FAITH alerts GST committee on draft GST
Federation of Associations in Indian Tourism & Hospitality (FAITH) has sounded the GST commissionerate and the revenue secretary to provide an amendment under Section 2 (44)c to the tourism and hospitality industry. Section 2(44)c, under the draft GST model law, describes an export service as one which is rendered abroad. FAITH has put forwarded the rationale that tourism services to foreign exchange paying tourists can’t be rendered abroad as all their destinations are within India and it is an intangible product, hence an exception needs to be provided in the law itself to the tourism and hospitality industry.
Once tourism and hospitality is classified as an export service, FAITH will request the GST council for a zero per cent rating of GST on tourism and hospitality exports. “This will make our tourism industry extremely competitive globally and remove the uncompetitive 18-25 per cent indirect taxation,” stated a FAITH release.
FAITH will also ask the GST council for a below 10 per cent GST rating on domestic tourism.
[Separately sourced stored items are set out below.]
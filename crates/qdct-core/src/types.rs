//! Core types for QDCT

use crate::consts::{BLOCK_SIZE, MAX_IMAGE_PIXELS};
use crate::{QdctError, QdctResult};
use std::fmt;

#[cfg(feature = "serde")]
use serde::{Deserialize, Serialize};

/// Image dimensions
#[derive(Debug, Clone, Copy, PartialEq, Eq, Hash)]
#[cfg_attr(feature = "serde", derive(Serialize, Deserialize))]
pub struct Dimensions {
    pub width: u32,
    pub height: u32,
}

impl Dimensions {
    pub fn new(width: u32, height: u32) -> Self {
        Self { width, height }
    }

    pub fn pixel_count(&self) -> usize {
        (self.width as usize) * (self.height as usize)
    }

    /// Reject empty images and images too large to allocate a pixel buffer for
    ///
    /// Every pixel and block count is small enough to multiply without
    /// overflow once this succeeds.
    pub fn validate(&self) -> QdctResult<()> {
        let pixels = (self.width as usize).checked_mul(self.height as usize);
        match pixels {
            Some(count) if count > 0 && count <= MAX_IMAGE_PIXELS => Ok(()),
            _ => Err(QdctError::InvalidDimensions {
                width: self.width,
                height: self.height,
            }),
        }
    }

    /// Number of block columns, counting a partial block at the right edge
    pub fn blocks_x(&self) -> usize {
        (self.width as usize).div_ceil(BLOCK_SIZE)
    }

    /// Number of block rows, counting a partial block at the bottom edge
    pub fn blocks_y(&self) -> usize {
        (self.height as usize).div_ceil(BLOCK_SIZE)
    }

    pub fn block_count(&self) -> usize {
        self.blocks_x() * self.blocks_y()
    }

    /// Block-aligned positions of the grid in row-major order
    pub fn block_positions(&self) -> impl Iterator<Item = BlockPosition> {
        let blocks_x = self.blocks_x();
        let blocks_y = self.blocks_y();
        (0..blocks_y).flat_map(move |row| {
            (0..blocks_x).map(move |col| BlockPosition::from_grid(col, row))
        })
    }
}

impl fmt::Display for Dimensions {
    fn fmt(&self, f: &mut fmt::Formatter<'_>) -> fmt::Result {
        write!(f, "{}x{}", self.width, self.height)
    }
}

/// Top-left pixel coordinate of an 8x8 block
#[derive(Debug, Clone, Copy, PartialEq, Eq, Hash, PartialOrd, Ord)]
#[cfg_attr(feature = "serde", derive(Serialize, Deserialize))]
pub struct BlockPosition {
    pub x: u32,
    pub y: u32,
}

impl BlockPosition {
    pub fn new(x: u32, y: u32) -> Self {
        Self { x, y }
    }

    /// Position of the block at grid column `col`, grid row `row`
    pub fn from_grid(col: usize, row: usize) -> Self {
        Self {
            x: (col * BLOCK_SIZE) as u32,
            y: (row * BLOCK_SIZE) as u32,
        }
    }

    pub fn is_aligned(&self) -> bool {
        self.x as usize % BLOCK_SIZE == 0 && self.y as usize % BLOCK_SIZE == 0
    }
}

/// Colour channel of a YCbCr block
#[derive(Debug, Clone, Copy, PartialEq, Eq, Hash)]
#[cfg_attr(feature = "serde", derive(Serialize, Deserialize))]
pub enum Channel {
    /// Luma
    Y = 0,
    /// Blue-difference chroma
    Cb = 1,
    /// Red-difference chroma
    Cr = 2,
}

impl Channel {
    /// Channels in storage and wire order
    pub const ALL: [Channel; 3] = [Channel::Y, Channel::Cb, Channel::Cr];

    pub fn index(&self) -> usize {
        *self as usize
    }

    pub fn name(&self) -> &'static str {
        match self {
            Channel::Y => "Y",
            Channel::Cb => "Cb",
            Channel::Cr => "Cr",
        }
    }
}

impl fmt::Display for Channel {
    fn fmt(&self, f: &mut fmt::Formatter<'_>) -> fmt::Result {
        f.write_str(self.name())
    }
}
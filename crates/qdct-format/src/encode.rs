//! NSL serialization

use crate::header::NslHeader;
use byteorder::{BigEndian, WriteBytesExt};
use qdct_core::consts::{NSL_HEADER_LEN, NSL_MAGIC, NSL_MAX_DEVICE_ID_LEN};
use qdct_core::{Channel, CompressedBlock, CompressedImage, QdctError, QdctResult};
use std::time::{SystemTime, UNIX_EPOCH};

/// Per-block overhead: x and y
const BLOCK_POSITION_LEN: usize = 4;
/// Per-channel overhead: coefficient count
const CHANNEL_COUNT_LEN: usize = 2;
/// One sparse coefficient: index byte and i16 value
const COEFFICIENT_LEN: usize = 3;

/// Exact number of bytes [`encode`] produces for `image`
pub fn encoded_len(image: &CompressedImage) -> usize {
    let body: usize = image.blocks.iter().map(block_len).sum();
    NSL_HEADER_LEN + image.device_id.len() + 4 + body
}

fn block_len(block: &CompressedBlock) -> usize {
    BLOCK_POSITION_LEN
        + Channel::ALL
            .iter()
            .map(|&c| CHANNEL_COUNT_LEN + COEFFICIENT_LEN * block.non_zero_count(c))
            .sum::<usize>()
}

fn now_unix_seconds() -> u32 {
    SystemTime::now()
        .duration_since(UNIX_EPOCH)
        .map(|d| d.as_secs() as u32)
        .unwrap_or(0)
}

/// Serialize `image`, stamping the header with the current UNIX time
pub fn encode(image: &CompressedImage) -> QdctResult<Vec<u8>> {
    encode_with_timestamp(image, now_unix_seconds())
}

fn to_u16(field: &'static str, value: u32) -> QdctResult<u16> {
    u16::try_from(value).map_err(|_| QdctError::ValueOutOfRange {
        field,
        value: value as u64,
        max: u16::MAX as u64,
    })
}

fn to_u32(field: &'static str, value: usize) -> QdctResult<u32> {
    u32::try_from(value).map_err(|_| QdctError::ValueOutOfRange {
        field,
        value: value as u64,
        max: u32::MAX as u64,
    })
}

/// Serialize `image` with a fixed header timestamp
///
/// Rejects anything the decoder would refuse: an empty or over-long device
/// identifier and block positions that do not fit the 16-bit wire fields.
pub fn encode_with_timestamp(image: &CompressedImage, timestamp: u32) -> QdctResult<Vec<u8>> {
    let id = image.device_id.as_bytes();
    if id.is_empty() || id.len() > NSL_MAX_DEVICE_ID_LEN {
        return Err(QdctError::InvalidDeviceIdLength { length: id.len() });
    }
    let block_count = to_u32("block count", image.blocks.len())?;
    let header = NslHeader::for_image(image, timestamp);

    let mut buf = Vec::with_capacity(encoded_len(image));
    buf.write_u32::<BigEndian>(NSL_MAGIC)?;
    buf.write_u32::<BigEndian>(header.version)?;
    buf.write_u32::<BigEndian>(header.width)?;
    buf.write_u32::<BigEndian>(header.height)?;
    buf.write_u32::<BigEndian>(header.compression_level)?;
    buf.write_u32::<BigEndian>(header.timestamp)?;
    buf.write_u32::<BigEndian>(header.original_size)?;
    buf.write_u32::<BigEndian>(id.len() as u32)?;
    buf.extend_from_slice(id);

    buf.write_u32::<BigEndian>(block_count)?;
    for block in &image.blocks {
        buf.write_u16::<BigEndian>(to_u16("block x", block.position.x)?)?;
        buf.write_u16::<BigEndian>(to_u16("block y", block.position.y)?)?;

        for channel in Channel::ALL {
            let coeffs = block.channel(channel);
            buf.write_u16::<BigEndian>(block.non_zero_count(channel) as u16)?;
            for (index, &value) in coeffs.iter().enumerate().filter(|&(_, &v)| v != 0) {
                buf.write_u8(index as u8)?;
                buf.write_i16::<BigEndian>(value)?;
            }
        }
    }

    log::debug!(
        "encoded {} ({}, level {}, {} blocks) into {} bytes",
        image.device_id,
        image.dimensions,
        image.compression_level,
        image.blocks.len(),
        buf.len()
    );
    Ok(buf)
}

#[cfg(test)]
mod tests {
    use super::*;
    use qdct_core::{BlockPosition, Dimensions};

    fn sample_image() -> CompressedImage {
        let mut image = CompressedImage::new("DEVICE-001", Dimensions::new(16, 8), 5);
        let mut first = CompressedBlock::new(BlockPosition::new(0, 0));
        first.channel_mut(Channel::Y)[0] = 255;
        first.channel_mut(Channel::Y)[7] = -128;
        first.channel_mut(Channel::Cr)[63] = 42;
        image.blocks.push(first);
        image.blocks.push(CompressedBlock::new(BlockPosition::new(8, 0)));
        image
    }

    #[test]
    fn test_encoded_len_matches_output() {
        let image = sample_image();
        let bytes = encode_with_timestamp(&image, 7).unwrap();
        assert_eq!(bytes.len(), encoded_len(&image));

        // header + id + count + (4 + 2+6 + 2 + 2+3) + (4 + 2 + 2 + 2)
        assert_eq!(encoded_len(&image), 32 + 10 + 4 + 19 + 10);
    }

    #[test]
    fn test_header_layout() {
        let bytes = encode_with_timestamp(&sample_image(), 0xAABB_CCDD).unwrap();
        assert_eq!(&bytes[0..4], &[0x4E, 0x53, 0x4C, 0x00]);
        assert_eq!(&bytes[4..8], &[0, 0, 0, 1]);
        assert_eq!(&bytes[8..12], &[0, 0, 0, 16]);
        assert_eq!(&bytes[12..16], &[0, 0, 0, 8]);
        assert_eq!(&bytes[16..20], &[0, 0, 0, 5]);
        assert_eq!(&bytes[20..24], &[0xAA, 0xBB, 0xCC, 0xDD]);
        assert_eq!(&bytes[24..28], &(16u32 * 8 * 3).to_be_bytes());
        assert_eq!(&bytes[28..32], &[0, 0, 0, 10]);
        assert_eq!(&bytes[32..42], b"DEVICE-001");
        assert_eq!(&bytes[42..46], &[0, 0, 0, 2]);
    }

    #[test]
    fn test_sparse_triples() {
        let bytes = encode_with_timestamp(&sample_image(), 0).unwrap();
        let body = &bytes[46..];
        // position
        assert_eq!(&body[0..4], &[0, 0, 0, 0]);
        // Y: two coefficients, values big-endian two's complement
        assert_eq!(&body[4..6], &[0, 2]);
        assert_eq!(&body[6..9], &[0, 0x00, 0xFF]);
        assert_eq!(&body[9..12], &[7, 0xFF, 0x80]);
        // Cb: none
        assert_eq!(&body[12..14], &[0, 0]);
        // Cr: index 63
        assert_eq!(&body[14..16], &[0, 1]);
        assert_eq!(&body[16..19], &[63, 0x00, 42]);
    }

    #[test]
    fn test_rejects_bad_device_id() {
        let mut image = sample_image();
        image.device_id = String::new();
        assert!(matches!(
            encode(&image),
            Err(QdctError::InvalidDeviceIdLength { length: 0 })
        ));

        image.device_id = "d".repeat(101);
        assert!(matches!(
            encode(&image),
            Err(QdctError::InvalidDeviceIdLength { length: 101 })
        ));

        image.device_id = "d".repeat(100);
        assert!(encode(&image).is_ok());
    }

    #[test]
    fn test_rejects_position_overflow() {
        let mut image = sample_image();
        image.blocks[1].position = BlockPosition::new(70_000, 0);
        let err = encode(&image).unwrap_err();
        assert!(matches!(
            err,
            QdctError::ValueOutOfRange { field: "block x", value: 70_000, .. }
        ));
    }
}
//! QDCT decoder
//!
//! Turns one device's [`CompressedImage`] back into pixels, or merges several
//! devices' versions of the same image in the frequency domain.

pub mod reconstruct;

pub use reconstruct::ReconstructionEngine;

use qdct_color::{write_ycbcr_block, YCbCrBlock};
use qdct_core::*;
use qdct_strategy::device_matrix;
use qdct_transform::{ComputeBackend, CpuBackend, InverseJob, SampleBlock};
use std::fs::File;
use std::io::{BufReader, Read};
use std::path::Path;
use std::sync::Arc;

/// Write the three channel outputs of each block into `image`
pub(crate) fn write_blocks<'a, I>(image: &mut Image, positions: I, samples: &[SampleBlock])
where
    I: IntoIterator<Item = &'a BlockPosition>,
{
    for (position, channels) in positions.into_iter().zip(samples.chunks_exact(3)) {
        let block: YCbCrBlock = [channels[0], channels[1], channels[2]];
        write_ycbcr_block(image, *position, &block);
    }
}

/// Reconstruct the pixels of a single compressed image on `backend`
///
/// The quantization matrix is rebuilt from the image's device id and level.
/// Blocks are clipped at the image bounds; grid cells without a block stay
/// opaque black.
pub fn decompress_with(backend: &dyn ComputeBackend, compressed: &CompressedImage) -> QdctResult<Image> {
    let mut image = Image::new(compressed.dimensions)?;
    let divisors = device_matrix(&compressed.device_id, compressed.compression_level);

    let jobs: Vec<InverseJob> = compressed
        .blocks
        .iter()
        .flat_map(|block| {
            block.channels.iter().map(move |&coefficients| InverseJob {
                coefficients,
                divisors,
            })
        })
        .collect();
    let samples = backend.inverse(&jobs)?;

    write_blocks(
        &mut image,
        compressed.blocks.iter().map(|b| &b.position),
        &samples,
    );

    log::debug!(
        "decompressed {} ({}, level {}, {} blocks) on {}",
        compressed.device_id,
        compressed.dimensions,
        compressed.compression_level,
        compressed.blocks.len(),
        backend.name()
    );
    Ok(image)
}

/// QDCT decoder
pub struct QdctDecoder {
    backend: Arc<dyn ComputeBackend>,
}

impl QdctDecoder {
    pub fn new() -> Self {
        Self::with_backend(Arc::new(CpuBackend::default()))
    }

    pub fn with_backend(backend: Arc<dyn ComputeBackend>) -> Self {
        Self { backend }
    }

    pub fn backend(&self) -> &dyn ComputeBackend {
        self.backend.as_ref()
    }

    pub fn decompress(&self, compressed: &CompressedImage) -> QdctResult<Image> {
        decompress_with(self.backend.as_ref(), compressed)
    }

    /// Decode NSL bytes into pixels
    pub fn decode(&self, data: &[u8]) -> QdctResult<Image> {
        self.decompress(&qdct_format::decode(data)?)
    }

    /// Decode an NSL stream into pixels
    pub fn decode_reader<R: Read>(&self, reader: R) -> QdctResult<Image> {
        self.decompress(&qdct_format::read_nsl(reader)?)
    }

    /// Decode an NSL file into pixels
    pub fn decode_file<P: AsRef<Path>>(&self, path: P) -> QdctResult<Image> {
        let file = File::open(path)?;
        self.decode_reader(BufReader::new(file))
    }

    /// Merge several devices' versions of one image
    pub fn reconstruct(&self, versions: &[CompressedImage]) -> QdctResult<Image> {
        ReconstructionEngine::new(self.backend.clone()).reconstruct(versions)
    }
}

impl Default for QdctDecoder {
    fn default() -> Self {
        Self::new()
    }
}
This is in line with global practices where the introduction of GST has seen tourism GST kept at less than half the standard rate of GST.
The release further said, “Implementation of both of these recommendations have the potential to spur our tourism forex earnings to US$ 30-35 billion from 13-15 million foreign tourists and has our domestic tourism to 1.8- 2 billion domestic visitations. This could double the employment induced by tourism to nine crore jobs from 4.5 crore jobs.”
FAITH, since the past six weeks, has begun a campaign to make the policy markers “aware” and has reached out to chiefs ministers, finance ministers, tourism ministers, chief secretaries, finance secretaries, tourism secretaries of various states, GST empowered ministers, the finance minister and the PMO. They have also shared their concerns with the tourism secretary and tourism minister who have promised to personally to deliver the GST recommendations to the finance minister.